* _What you will do_
Pull every line containing the word "insert" out of the material below.
*** Opening of Exercise data ***
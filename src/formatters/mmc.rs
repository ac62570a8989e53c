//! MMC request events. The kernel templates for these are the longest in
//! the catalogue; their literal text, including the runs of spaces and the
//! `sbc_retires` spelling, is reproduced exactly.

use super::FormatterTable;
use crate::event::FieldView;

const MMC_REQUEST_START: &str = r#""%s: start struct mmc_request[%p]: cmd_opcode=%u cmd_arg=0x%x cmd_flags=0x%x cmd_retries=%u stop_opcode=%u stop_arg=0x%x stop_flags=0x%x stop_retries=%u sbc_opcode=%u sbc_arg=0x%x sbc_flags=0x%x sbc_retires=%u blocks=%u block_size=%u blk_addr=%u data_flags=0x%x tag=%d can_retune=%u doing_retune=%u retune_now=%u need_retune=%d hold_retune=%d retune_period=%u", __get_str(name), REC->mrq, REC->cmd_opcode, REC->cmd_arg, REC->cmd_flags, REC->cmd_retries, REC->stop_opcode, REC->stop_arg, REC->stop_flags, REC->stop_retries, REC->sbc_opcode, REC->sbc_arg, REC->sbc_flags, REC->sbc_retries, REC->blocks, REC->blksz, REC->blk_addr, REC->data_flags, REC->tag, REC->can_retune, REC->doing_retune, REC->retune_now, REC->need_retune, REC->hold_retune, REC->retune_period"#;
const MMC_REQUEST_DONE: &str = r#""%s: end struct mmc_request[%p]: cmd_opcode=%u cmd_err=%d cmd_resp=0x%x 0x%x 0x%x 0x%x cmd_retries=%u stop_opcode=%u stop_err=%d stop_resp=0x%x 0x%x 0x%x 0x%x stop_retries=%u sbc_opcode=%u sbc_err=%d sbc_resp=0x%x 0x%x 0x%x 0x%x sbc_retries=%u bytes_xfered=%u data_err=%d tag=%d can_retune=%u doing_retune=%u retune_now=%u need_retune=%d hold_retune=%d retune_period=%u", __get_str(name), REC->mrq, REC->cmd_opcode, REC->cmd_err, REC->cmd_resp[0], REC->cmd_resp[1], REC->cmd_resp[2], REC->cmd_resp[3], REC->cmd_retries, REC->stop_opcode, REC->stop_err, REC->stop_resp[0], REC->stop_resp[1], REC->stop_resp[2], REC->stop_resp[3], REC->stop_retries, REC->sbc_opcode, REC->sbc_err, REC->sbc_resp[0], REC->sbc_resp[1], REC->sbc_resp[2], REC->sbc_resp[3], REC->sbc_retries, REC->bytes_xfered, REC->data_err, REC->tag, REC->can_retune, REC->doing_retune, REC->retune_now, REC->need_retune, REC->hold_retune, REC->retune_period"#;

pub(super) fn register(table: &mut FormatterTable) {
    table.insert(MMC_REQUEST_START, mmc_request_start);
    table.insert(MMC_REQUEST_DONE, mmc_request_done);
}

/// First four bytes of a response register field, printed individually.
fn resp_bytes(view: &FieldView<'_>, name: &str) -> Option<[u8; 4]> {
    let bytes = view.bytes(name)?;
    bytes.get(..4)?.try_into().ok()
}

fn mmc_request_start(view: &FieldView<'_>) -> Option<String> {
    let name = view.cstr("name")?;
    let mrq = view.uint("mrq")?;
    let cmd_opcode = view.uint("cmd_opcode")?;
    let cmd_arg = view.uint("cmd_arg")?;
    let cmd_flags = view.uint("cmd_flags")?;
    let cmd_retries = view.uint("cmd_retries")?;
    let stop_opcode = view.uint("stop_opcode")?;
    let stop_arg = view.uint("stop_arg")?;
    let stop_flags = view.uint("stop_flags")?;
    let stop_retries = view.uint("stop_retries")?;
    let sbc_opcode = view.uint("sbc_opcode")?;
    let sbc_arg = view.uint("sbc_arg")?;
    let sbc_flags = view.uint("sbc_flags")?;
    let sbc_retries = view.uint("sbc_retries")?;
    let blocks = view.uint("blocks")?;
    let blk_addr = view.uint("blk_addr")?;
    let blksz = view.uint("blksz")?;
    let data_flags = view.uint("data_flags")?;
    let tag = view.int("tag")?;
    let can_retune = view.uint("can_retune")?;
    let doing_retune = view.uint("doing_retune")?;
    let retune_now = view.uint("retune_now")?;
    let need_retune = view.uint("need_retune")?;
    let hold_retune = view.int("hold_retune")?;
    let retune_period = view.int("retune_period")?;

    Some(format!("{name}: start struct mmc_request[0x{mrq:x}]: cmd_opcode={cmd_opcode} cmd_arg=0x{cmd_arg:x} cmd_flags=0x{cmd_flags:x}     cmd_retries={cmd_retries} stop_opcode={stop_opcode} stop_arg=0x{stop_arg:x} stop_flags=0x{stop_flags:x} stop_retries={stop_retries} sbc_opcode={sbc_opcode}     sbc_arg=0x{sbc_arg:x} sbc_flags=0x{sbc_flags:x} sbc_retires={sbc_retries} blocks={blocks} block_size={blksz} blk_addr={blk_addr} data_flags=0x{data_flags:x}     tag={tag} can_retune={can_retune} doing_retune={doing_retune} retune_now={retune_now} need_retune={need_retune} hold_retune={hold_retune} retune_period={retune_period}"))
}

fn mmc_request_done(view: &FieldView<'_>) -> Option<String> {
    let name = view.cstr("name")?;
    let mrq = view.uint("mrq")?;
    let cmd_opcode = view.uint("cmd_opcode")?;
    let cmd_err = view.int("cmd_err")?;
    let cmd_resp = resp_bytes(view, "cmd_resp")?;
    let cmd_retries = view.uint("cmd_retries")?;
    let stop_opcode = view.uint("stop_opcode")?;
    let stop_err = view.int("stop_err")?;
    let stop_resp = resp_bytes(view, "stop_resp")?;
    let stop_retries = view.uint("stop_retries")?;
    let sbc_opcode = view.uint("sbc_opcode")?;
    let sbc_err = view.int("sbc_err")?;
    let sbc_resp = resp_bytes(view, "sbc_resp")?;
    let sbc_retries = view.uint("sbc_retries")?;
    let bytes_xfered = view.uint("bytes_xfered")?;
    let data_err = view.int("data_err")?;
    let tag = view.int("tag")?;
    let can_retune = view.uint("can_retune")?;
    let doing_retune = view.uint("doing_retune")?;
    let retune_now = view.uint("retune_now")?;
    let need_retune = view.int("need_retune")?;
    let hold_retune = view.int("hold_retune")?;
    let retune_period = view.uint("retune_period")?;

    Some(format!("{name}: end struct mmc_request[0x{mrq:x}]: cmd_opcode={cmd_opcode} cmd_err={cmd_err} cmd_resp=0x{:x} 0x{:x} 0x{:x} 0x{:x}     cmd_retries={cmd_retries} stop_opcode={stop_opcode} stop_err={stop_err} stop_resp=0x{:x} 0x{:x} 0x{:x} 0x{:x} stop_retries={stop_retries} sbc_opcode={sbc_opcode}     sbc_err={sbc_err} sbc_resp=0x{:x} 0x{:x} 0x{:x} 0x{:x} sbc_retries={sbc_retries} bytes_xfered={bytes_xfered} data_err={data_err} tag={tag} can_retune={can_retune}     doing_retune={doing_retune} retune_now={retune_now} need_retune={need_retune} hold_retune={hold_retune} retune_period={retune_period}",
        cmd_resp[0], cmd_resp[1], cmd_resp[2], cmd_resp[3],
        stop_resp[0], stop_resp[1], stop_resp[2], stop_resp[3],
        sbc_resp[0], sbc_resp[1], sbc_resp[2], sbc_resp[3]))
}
*** Close of Exercise data ***
* _Task answer_
    table.insert(MMC_REQUEST_START, mmc_request_start);
    table.insert(MMC_REQUEST_DONE, mmc_request_done);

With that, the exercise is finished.